It takes a brave woman to admit harboring a crush on Michael Jackson, but Lisa Hannigan makes no bones about being a young Irish girl falling in love with the King Of Pop — despite his ever-changing physical features.

“I only saw his old face in retrospect. Bad was kinda my first [album], so I didn’t think he looked different. Now when you look back you just think, oh dear! And he’s such a handsome dude as well. I thought he was dreamy. I thought he was dreamy in Bad, but he’s a lot more dreamy before,” Hannigan says wistfully in a shrunken voice masking the true power of her pipes. “It’s mad — this new generation will just see Michael Jackson as this kind of weird and really horrifying character. Those records were just so incredible and still stand up. Oh dear, it all went horribly wrong.”
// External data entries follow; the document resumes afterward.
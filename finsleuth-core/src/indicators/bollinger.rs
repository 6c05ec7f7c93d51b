//! Bollinger Bands: moving average +/- standard deviation multiplier.
//!
//! - Middle: SMA(close, period)
//! - Upper: middle + mult * stddev(close, period)
//! - Lower: middle - mult * stddev(close, period)
//! - Gap: upper - lower
//!
//! Uses sample stddev (divide by N - 1).
//! Lookback: period - 1.

use super::sma::{rolling_mean, rolling_std};
use crate::domain::PriceBar;
use crate::indicator::{closes, Indicator};

/// Which Bollinger series to expose through the `Indicator` trait.
#[derive(Debug, Clone, Copy, PartialEq, Eq)]
pub enum BollingerBand {
    Upper,
    Middle,
    Lower,
    Gap,
}

#[derive(Debug, Clone)]
pub struct Bollinger {
    period: usize,
    multiplier: f64,
    band: BollingerBand,
    name: String,
}

impl Bollinger {
    pub fn new(period: usize, multiplier: f64, band: BollingerBand) -> Self {
        assert!(period >= 2, "Bollinger period must be >= 2");
        let label = match band {
            BollingerBand::Upper => "upper",
            BollingerBand::Middle => "middle",
            BollingerBand::Lower => "lower",
            BollingerBand::Gap => "gap",
        };
        Self {
            period,
            multiplier,
            band,
            name: format!("bollinger_{label}_{period}_{multiplier}"),
        }
    }

    pub fn upper(period: usize, multiplier: f64) -> Self {
        Self::new(period, multiplier, BollingerBand::Upper)
    }

    pub fn middle(period: usize, multiplier: f64) -> Self {
        Self::new(period, multiplier, BollingerBand::Middle)
    }

    pub fn lower(period: usize, multiplier: f64) -> Self {
        Self::new(period, multiplier, BollingerBand::Lower)
    }

    pub fn gap(period: usize, multiplier: f64) -> Self {
        Self::new(period, multiplier, BollingerBand::Gap)
    }
}

impl Indicator for Bollinger {
    fn name(&self) -> &str {
        &self.name
    }

    fn lookback(&self) -> usize {
        self.period - 1
    }

    fn compute(&self, bars: &[PriceBar]) -> Vec<f64> {
        let bands = bollinger_bands(&closes(bars), self.period, self.multiplier);
        match self.band {
            BollingerBand::Upper => bands.upper,
            BollingerBand::Middle => bands.middle,
            BollingerBand::Lower => bands.lower,
            BollingerBand::Gap => bands.gap,
        }
    }
}

/// All Bollinger series for one input, computed together.
#[derive(Debug, Clone, PartialEq)]
pub struct BollingerSeries {
    pub middle: Vec<f64>,
    pub upper: Vec<f64>,
    pub lower: Vec<f64>,
    pub gap: Vec<f64>,
}

pub fn bollinger_bands(values: &[f64], period: usize, multiplier: f64) -> BollingerSeries {
    let middle = rolling_mean(values, period);
    let std = rolling_std(values, period);

    let upper: Vec<f64> = middle
        .iter()
        .zip(&std)
        .map(|(m, s)| m + multiplier * s)
        .collect();
    let lower: Vec<f64> = middle
        .iter()
        .zip(&std)
        .map(|(m, s)| m - multiplier * s)
        .collect();
    let gap = upper.iter().zip(&lower).map(|(u, l)| u - l).collect();

    BollingerSeries {
        middle,
        upper,
        lower,
        gap,
    }
}
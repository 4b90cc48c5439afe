//! Filesystem sink: `{basedir}/{z}/{x}/{y}.{ext}`, optionally gzipped.

use super::TileSink;
use anyhow::Result;
use flate2::{Compression, write::GzEncoder};
use kachel_core::{Blob, TileCoord, TilerError};
use std::{fs, io::Write, path::PathBuf};

pub struct DirectoryTileSink {
	basedir: PathBuf,
	compress: bool,
}

impl DirectoryTileSink {
	pub fn new(basedir: impl Into<PathBuf>) -> DirectoryTileSink {
		DirectoryTileSink {
			basedir: basedir.into(),
			compress: false,
		}
	}

	/// Gzip every tile, appending `.gz` to the file name.
	pub fn with_compression(mut self) -> DirectoryTileSink {
		self.compress = true;
		self
	}
}

impl TileSink for DirectoryTileSink {
	fn write_tile(&self, coord: &TileCoord, data: &Blob, extension: &str) -> Result<()> {
		let dir = self.basedir.join(coord.level.to_string()).join(coord.x.to_string());
		fs::create_dir_all(&dir).map_err(TilerError::Io)?;

		if self.compress {
			let path = dir.join(format!("{}.{extension}.gz", coord.y));
			let file = fs::File::create(&path).map_err(TilerError::Io)?;
			let mut encoder = GzEncoder::new(file, Compression::default());
			encoder.write_all(data.as_slice()).map_err(TilerError::Io)?;
			encoder.finish().map_err(TilerError::Io)?;
		} else {
			let path = dir.join(format!("{}.{extension}", coord.y));
			fs::write(&path, data.as_slice()).map_err(TilerError::Io)?;
		}
		Ok(())
	}
}
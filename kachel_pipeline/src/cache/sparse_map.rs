//! The sparse in-memory backend: a map keyed by tile address. Memory
//! follows the number of occupied tiles, making this the default choice.

use super::{BucketBuffer, CacheStats, FeatureCache, validate_zoom_levels};
use anyhow::Result;
use kachel_core::{GeoBBox, TileCoord};
use kachel_geometry::GeoFeature;
use parking_lot::Mutex;

pub struct SparseMapCache {
	inner: Mutex<Inner>,
}

struct Inner {
	zoom_levels: Vec<u8>,
	buckets: BucketBuffer,
	stats: CacheStats,
}

impl SparseMapCache {
	pub fn new(zoom_levels: &[u8]) -> Result<SparseMapCache> {
		Ok(SparseMapCache {
			inner: Mutex::new(Inner {
				zoom_levels: validate_zoom_levels(zoom_levels)?,
				buckets: BucketBuffer::new(),
				stats: CacheStats::default(),
			}),
		})
	}
}

impl FeatureCache for SparseMapCache {
	fn add_feature(&self, feature: GeoFeature) -> Result<()> {
		let mut inner = self.inner.lock();
		inner.stats.record(&feature);
		let zoom_levels = inner.zoom_levels.clone();
		inner.buckets.add(&zoom_levels, &feature)
	}

	fn get_features(&self, coord: &TileCoord) -> Result<Vec<GeoFeature>> {
		Ok(self.inner.lock().buckets.get(coord))
	}

	fn bbox(&self) -> Option<GeoBBox> {
		self.inner.lock().stats.bbox
	}

	fn count(&self) -> u64 {
		self.inner.lock().stats.count
	}

	fn close(&self) -> Result<()> {
		self.inner.lock().buckets.clear();
		Ok(())
	}
}
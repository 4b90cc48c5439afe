//! A single vector-tile layer.
//!
//! The layer holds its features in compact wire form together with the
//! interned key/value tables. The PBF layout follows the MVT schema:
//! name (1), features (2), keys (3), values (4), extent (5), version (15).

use super::{
	feature::VectorTileFeature,
	project::{DEFAULT_EXTENT, TileTransform},
	property_tables::PropertyTables,
	value::GeoValuePBF,
};
use crate::geo::{GeoFeature, GeoValue};
use anyhow::{Context, Result, anyhow, bail};
use byteorder::LE;
use kachel_core::{
	Blob,
	io::{ValueReader, ValueWriter, ValueWriterBlob},
};

/// Layer version written by this encoder.
pub const LAYER_VERSION: u32 = 2;

#[derive(Clone, Debug, Default, PartialEq)]
pub struct VectorTileLayer {
	pub name: String,
	pub extent: u32,
	pub version: u32,
	pub features: Vec<VectorTileFeature>,
	pub tables: PropertyTables,
}

impl VectorTileLayer {
	/// Creates an empty layer with the standard extent and version.
	pub fn new(name: &str) -> VectorTileLayer {
		VectorTileLayer {
			name: name.to_string(),
			extent: DEFAULT_EXTENT,
			version: LAYER_VERSION,
			features: Vec::new(),
			tables: PropertyTables::new(),
		}
	}

	pub fn is_empty(&self) -> bool {
		self.features.is_empty()
	}

	/// Quantizes and appends one feature, interning its properties.
	///
	/// Reserved `@`-prefixed properties are rendering metadata and are not
	/// written into the tile.
	pub fn add_feature(&mut self, feature: &GeoFeature, transform: &TileTransform) -> Result<()> {
		let mut tag_ids = Vec::with_capacity(feature.properties.len() * 2);
		for (key, value) in feature.properties.iter() {
			if key.starts_with('@') {
				continue;
			}
			tag_ids.push(self.tables.keys.intern(key.clone()));
			tag_ids.push(self.tables.values.intern(value.clone()));
		}

		let encoded = VectorTileFeature::from_geometry(feature.id, tag_ids, &feature.geometry, transform)
			.context("failed to encode feature geometry")?;
		self.features.push(encoded);
		Ok(())
	}

	/// Decodes all features back into [`GeoFeature`]s with tile-local
	/// geometry. Used to verify encoded tiles.
	pub fn to_features(&self) -> Result<Vec<GeoFeature>> {
		self
			.features
			.iter()
			.map(|f| {
				let mut feature = GeoFeature::new(f.to_geometry().context("failed to decode feature geometry")?);
				feature.id = f.id;
				feature.properties = self.tables.decode_tags(&f.tag_ids)?;
				Ok(feature)
			})
			.collect()
	}

	/// Decodes a layer message.
	pub fn read<'a>(reader: &mut dyn ValueReader<'a, LE>) -> Result<VectorTileLayer> {
		let mut name = None;
		let mut extent = DEFAULT_EXTENT;
		let mut version = 1;
		let mut features = Vec::new();
		let mut tables = PropertyTables::new();

		while reader.has_remaining() {
			match reader.read_pbf_key().context("failed to read PBF key")? {
				(1, 2) => name = Some(reader.read_pbf_string().context("failed to read layer name")?),
				(2, 2) => features.push(
					VectorTileFeature::read(reader.get_pbf_sub_reader()?.as_mut()).context("failed to read feature")?,
				),
				(3, 2) => {
					tables.keys.intern(reader.read_pbf_string().context("failed to read key")?);
				}
				(4, 2) => {
					tables.values.intern(
						GeoValue::read(reader.get_pbf_sub_reader()?.as_mut()).context("failed to read value")?,
					);
				}
				(5, 0) => extent = u32::try_from(reader.read_varint().context("failed to read extent")?)?,
				(15, 0) => version = u32::try_from(reader.read_varint().context("failed to read version")?)?,
				(f, w) => bail!("unexpected field number ({f}) / wire type ({w}) in layer message"),
			}
		}

		Ok(VectorTileLayer {
			name: name.ok_or_else(|| anyhow!("layer name is required"))?,
			extent,
			version,
			features,
			tables,
		})
	}

	/// Encodes this layer as a PBF message. Extent and version are always
	/// written explicitly.
	pub fn to_blob(&self) -> Result<Blob> {
		let mut writer = ValueWriterBlob::new_le();

		writer.write_pbf_key(1, 2)?;
		writer.write_pbf_string(&self.name)?;

		for feature in &self.features {
			writer.write_pbf_key(2, 2)?;
			writer.write_pbf_blob(&feature.to_blob()?)?;
		}

		for key in self.tables.keys.iter() {
			writer.write_pbf_key(3, 2)?;
			writer.write_pbf_string(key)?;
		}

		for value in self.tables.values.iter() {
			writer.write_pbf_key(4, 2)?;
			writer.write_pbf_blob(&value.to_blob()?)?;
		}

		writer.write_pbf_key(5, 0)?;
		writer.write_varint(u64::from(self.extent))?;

		writer.write_pbf_key(15, 0)?;
		writer.write_varint(u64::from(self.version))?;

		Ok(writer.into_blob())
	}
}
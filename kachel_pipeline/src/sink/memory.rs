//! In-memory sink using the object-store key layout `{z}/{x}/{y}.{ext}`.
//! Used in tests and as the reference for object-store backed sinks.

use super::TileSink;
use anyhow::Result;
use kachel_core::{Blob, TileCoord};
use parking_lot::Mutex;
use std::collections::BTreeMap;

#[derive(Default)]
pub struct MemoryTileSink {
	tiles: Mutex<BTreeMap<String, Blob>>,
}

impl MemoryTileSink {
	pub fn new() -> MemoryTileSink {
		MemoryTileSink::default()
	}

	/// The object key of one tile.
	pub fn key(coord: &TileCoord, extension: &str) -> String {
		format!("{}/{}/{}.{extension}", coord.level, coord.x, coord.y)
	}

	pub fn get(&self, key: &str) -> Option<Blob> {
		self.tiles.lock().get(key).cloned()
	}

	pub fn keys(&self) -> Vec<String> {
		self.tiles.lock().keys().cloned().collect()
	}

	pub fn len(&self) -> usize {
		self.tiles.lock().len()
	}

	pub fn is_empty(&self) -> bool {
		self.tiles.lock().is_empty()
	}
}

impl TileSink for MemoryTileSink {
	fn write_tile(&self, coord: &TileCoord, data: &Blob, extension: &str) -> Result<()> {
		self.tiles.lock().insert(Self::key(coord, extension), data.clone());
		Ok(())
	}
}
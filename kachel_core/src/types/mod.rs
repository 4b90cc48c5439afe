//! Core value types: byte blobs, geographic bounding boxes and tile
//! addresses.

mod blob;
mod geo_bbox;
mod tile_coord;

pub use blob::*;
pub use geo_bbox::*;
pub use tile_coord::*;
Jackson’s influence remains absent from Hannigan’s enchanting solo debut, Sea Sew (ATO). The album’s 10 tracks won’t inspire spontaneous crotch-grabbing or choreographed gang fights.  She chalks up the lack of a discernable groove to her own dismal dancing skills, but has designs on crafting an irrepressible single.

“I would love to have a song that people couldn’t help dancing to. That would be wonderful. Like those songs that you’d put on when you’re getting ready to go out. Those kind of magic songs that would just make you feel excited about what’s happening next. It would be wonderful to be able to write tunes like that,” Hannigan confesses.

Despite an insistence to the contrary, Hannigan’s harmonium-drenched flights of whimsy do conjure palpable excitement — whether over the flush of inquisitiveness surrounding the introduction of a new love interest (“I Don’t Know”) or the pledge of commitment to a long-distance beau (“An Ocean And A Rock”). It’s quite a departure from the sullen, fractured compositions her former collaborator, Damien Rice, made famous. Any residue from her time spent in Rice’s tortured company congeals only in the clawing “Teeth,” otherwise the album could warrant a downright cheery classification. On the other hand, pressing the play button on a Rice track while prepping for a weekend party will elicit a less than stellar evening. “That’s not going to be a fun night out,” Hannigan coyly admits.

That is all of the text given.